WORK REQUEST:
Provide an exact copy of the lines from the beginning of the records through the line that includes "#[derive(Parser, Debug)]", and of no others.

SUPPLIED MATERIAL:
// src/main.rs

use anyhow::{Context, Result};
use clap::Parser;
use lane_object_detection::lane_detection::{DrivingState, LaneDetector};
use lane_object_detection::line_extraction::LineExtractor;
use lane_object_detection::object_detection::{Backend, BlobSize, ModelVariant, ObjectDetector};
use lane_object_detection::pipeline::{MetricsSummary, PerceptionPipeline};
use lane_object_detection::video_processor::{VideoProcessor, VideoSource};
use lane_object_detection::{Config, DetectorError};
use std::fs::File;
use std::io::{BufWriter, Write};
use std::path::{Path, PathBuf};
use tracing::{debug, error, info, warn};
use tracing_subscriber::EnvFilter;

#[derive(Parser, Debug)]
#[command(version, about = "Lane classification and object detection over video")]
struct Args {
    /// YAML configuration file
    #[arg(short, long, default_value = "config.yaml")]
    config: PathBuf,

    /// Video file, directory of videos, or camera index
    #[arg(short, long)]
    input: Option<String>,

    /// Directory holding the ONNX models
    #[arg(long)]
    model_dir: Option<PathBuf>,

    /// none | standard | tiny
    #[arg(long)]
    object_detector_type: Option<ModelVariant>,

    /// cpu | cuda
    #[arg(long)]
    object_detector_backend: Option<Backend>,

    /// 288 | 320 | 416 | 512 | 608
    #[arg(long)]
    object_detector_blob_size: Option<usize>,

    /// Stop after this many frames per video (0 = unlimited)
    #[arg(long)]
    max_frames: Option<u64>,

    #[arg(long)]
    output_dir: Option<String>,
}

impl Args {
    fn apply(&self, config: &mut Config) -> Result<()> {
        if let Some(input) = &self.input {
            config.video.input = input.clone();
        }
        if let Some(model_dir) = &self.model_dir {
            config.object_detector.model_dir = model_dir.clone();
        }
        if let Some(variant) = self.object_detector_type {
            config.object_detector.model_variant = variant;
        }
        if let Some(backend) = self.object_detector_backend {
            config.object_detector.backend = backend;
        }
        if let Some(size) = self.object_detector_blob_size {
            config.object_detector.blob_size = BlobSize::from_input_size(size)?;
        }
        if let Some(max_frames) = self.max_frames {
            config.video.max_frames = max_frames;
        }
        if let Some(output_dir) = &self.output_dir {
            config.output.output_dir = output_dir.clone();
        }
        Ok(())
    }
}

fn main() -> Result<()> {
    let args = Args::parse();

    let config_found = args.config.is_file();
    let mut config = if config_found {
        Config::load(&args.config)?
    } else {
        Config::default()
    };
    args.apply(&mut config)?;

    let filter = EnvFilter::try_from_default_env()
        .unwrap_or_else(|_| EnvFilter::new(&config.logging.level));
    tracing_subscriber::fmt().with_env_filter(filter).init();

    info!("🚗 Lane & Object Detection System Starting");
    if config_found {
        info!("✓ Configuration loaded from {}", args.config.display());
    } else {
        warn!(
            "⚠️  {} not found, using default configuration",
            args.config.display()
        );
    }

    info!(
        "Object detector: variant={}, backend={}, blob={}px",
        config.object_detector.model_variant,
        config.object_detector.backend,
        config.object_detector.blob_size.input_size()
    );
    info!(
        "Driving state: change thresholds L={:.1} R={:.1}, confirm_frames={}",
        config.lane_detector.driving_state.left_change_threshold,
        config.lane_detector.driving_state.right_change_threshold,
        config.lane_detector.driving_state.confirm_frames
    );

    // Construction errors are fatal
    let mut object_detector = ObjectDetector::new(config.object_detector.clone())
        .context("Failed to build object detector")?;
    if object_detector.is_enabled() {
        object_detector.warm_up()?;
    }
    info!("✓ Object detector ready");

    let lane_detector = LaneDetector::new(config.lane_detector.clone())?;
    let mut pipeline = PerceptionPipeline::new(object_detector, lane_detector);
    let extractor = LineExtractor::new(config.line_extraction.clone());

    let video_processor = VideoProcessor::new(config.video.clone());
    let sources = video_processor.find_sources()?;

    if sources.is_empty() {
        error!("No video files found in {}", config.video.input);
        return Ok(());
    }

    info!("Found {} video source(s) to process", sources.len());

    for (idx, source) in sources.iter().enumerate() {
        info!("========================================");
        info!("Processing video {}/{}: {}", idx + 1, sources.len(), source);
        info!("========================================");

        pipeline.start_stream(LaneDetector::new(config.lane_detector.clone())?);

        match process_video(source, &video_processor, &mut pipeline, &extractor, &config) {
            Ok(stats) => log_stats(&stats),
            Err(e) => {
                error!("Failed to process video: {:#}", e);
            }
        }
    }

    Ok(())
}

fn process_video(
    source: &VideoSource,
    video_processor: &VideoProcessor,
    pipeline: &mut PerceptionPipeline,
    extractor: &LineExtractor,
    config: &Config,
) -> Result<MetricsSummary> {
    let mut reader = video_processor.open(source)?;
    let mut results = open_results_file(source, config)?;

    let mut previous_state = DrivingState::Normal;

    while let Some(frame) = reader.read_frame()? {
        let result = match pipeline.process_frame(&frame, |f| extractor.extract(f)) {
            Ok(result) => result,
            Err(e) => {
                let fatal = e
                    .downcast_ref::<DetectorError>()
                    .map(DetectorError::is_fatal)
                    .unwrap_or(false);
                if fatal {
                    return Err(e);
                }
                warn!("⚠️  Skipping frame {}: {:#}", reader.current_frame, e);
                continue;
            }
        };

        let state = result.lanes.driving_state;
        if state != previous_state {
            let turning = result
                .lanes
                .turning_direction
                .filter(|_| result.is_changing_lanes())
                .map_or("-", |direction| direction.as_str());
            info!(
                "[{:.1}s] Driving state {} → {} (turning {}, offset {:?}, turn {:?}%)",
                result.timestamp_ms / 1000.0,
                previous_state.as_str(),
                state.as_str(),
                turning,
                result.lanes.lane_position_offset,
                result.lanes.turning_required_percentage
            );
            previous_state = state;
        }

        if let Some(writer) = results.as_mut() {
            serde_json::to_writer(&mut *writer, &result)?;
            writeln!(writer)?;
        }

        if result.frame_index % 100 == 0 {
            debug!(
                "Progress: {:.1}% ({} frames, {:.1} FPS)",
                reader.progress(),
                result.frame_index,
                pipeline.metrics().fps()
            );
        }
    }

    if let Some(mut writer) = results {
        writer.flush()?;
    }

    Ok(pipeline.metrics().summary())
}

fn open_results_file(source: &VideoSource, config: &Config) -> Result<Option<BufWriter<File>>> {
    if !config.output.save_results {
        return Ok(None);
    }

    std::fs::create_dir_all(&config.output.output_dir)?;
    let path = Path::new(&config.output.output_dir)
        .join(format!("{}_results.jsonl", source.name()));
    let file = File::create(&path)
        .with_context(|| format!("Failed to create {}", path.display()))?;
    info!("💾 Results will be written to: {}", path.display());

    Ok(Some(BufWriter::new(file)))
}

fn log_stats(stats: &MetricsSummary) {
    let pct = |count: u64| 100.0 * count as f64 / stats.total_frames.max(1) as f64;

    info!("✓ Video processed successfully!");
    info!("  Total frames: {}", stats.total_frames);
    info!(
        "  Frames with lanes: {} ({:.1}%)",
        stats.frames_with_lanes,
        pct(stats.frames_with_lanes)
    );
    info!(
        "  🚙 Frames with objects: {} ({:.1}%)",
        stats.frames_with_objects,
        pct(stats.frames_with_objects)
    );
    info!("  Lane changes detected: {}", stats.lane_changes);
    if stats.failed_frames > 0 {
        warn!("  ⚠️  Skipped frames: {}", stats.failed_frames);
    }
    info!("  Processing Speed: {:.1} FPS", stats.fps);
}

ANSWER TO THE PROBLEM:
// src/main.rs

use anyhow::{Context, Result};
use clap::Parser;
use lane_object_detection::lane_detection::{DrivingState, LaneDetector};
use lane_object_detection::line_extraction::LineExtractor;
use lane_object_detection::object_detection::{Backend, BlobSize, ModelVariant, ObjectDetector};
use lane_object_detection::pipeline::{MetricsSummary, PerceptionPipeline};
use lane_object_detection::video_processor::{VideoProcessor, VideoSource};
use lane_object_detection::{Config, DetectorError};
use std::fs::File;
use std::io::{BufWriter, Write};
use std::path::{Path, PathBuf};
use tracing::{debug, error, info, warn};
use tracing_subscriber::EnvFilter;

#[derive(Parser, Debug)]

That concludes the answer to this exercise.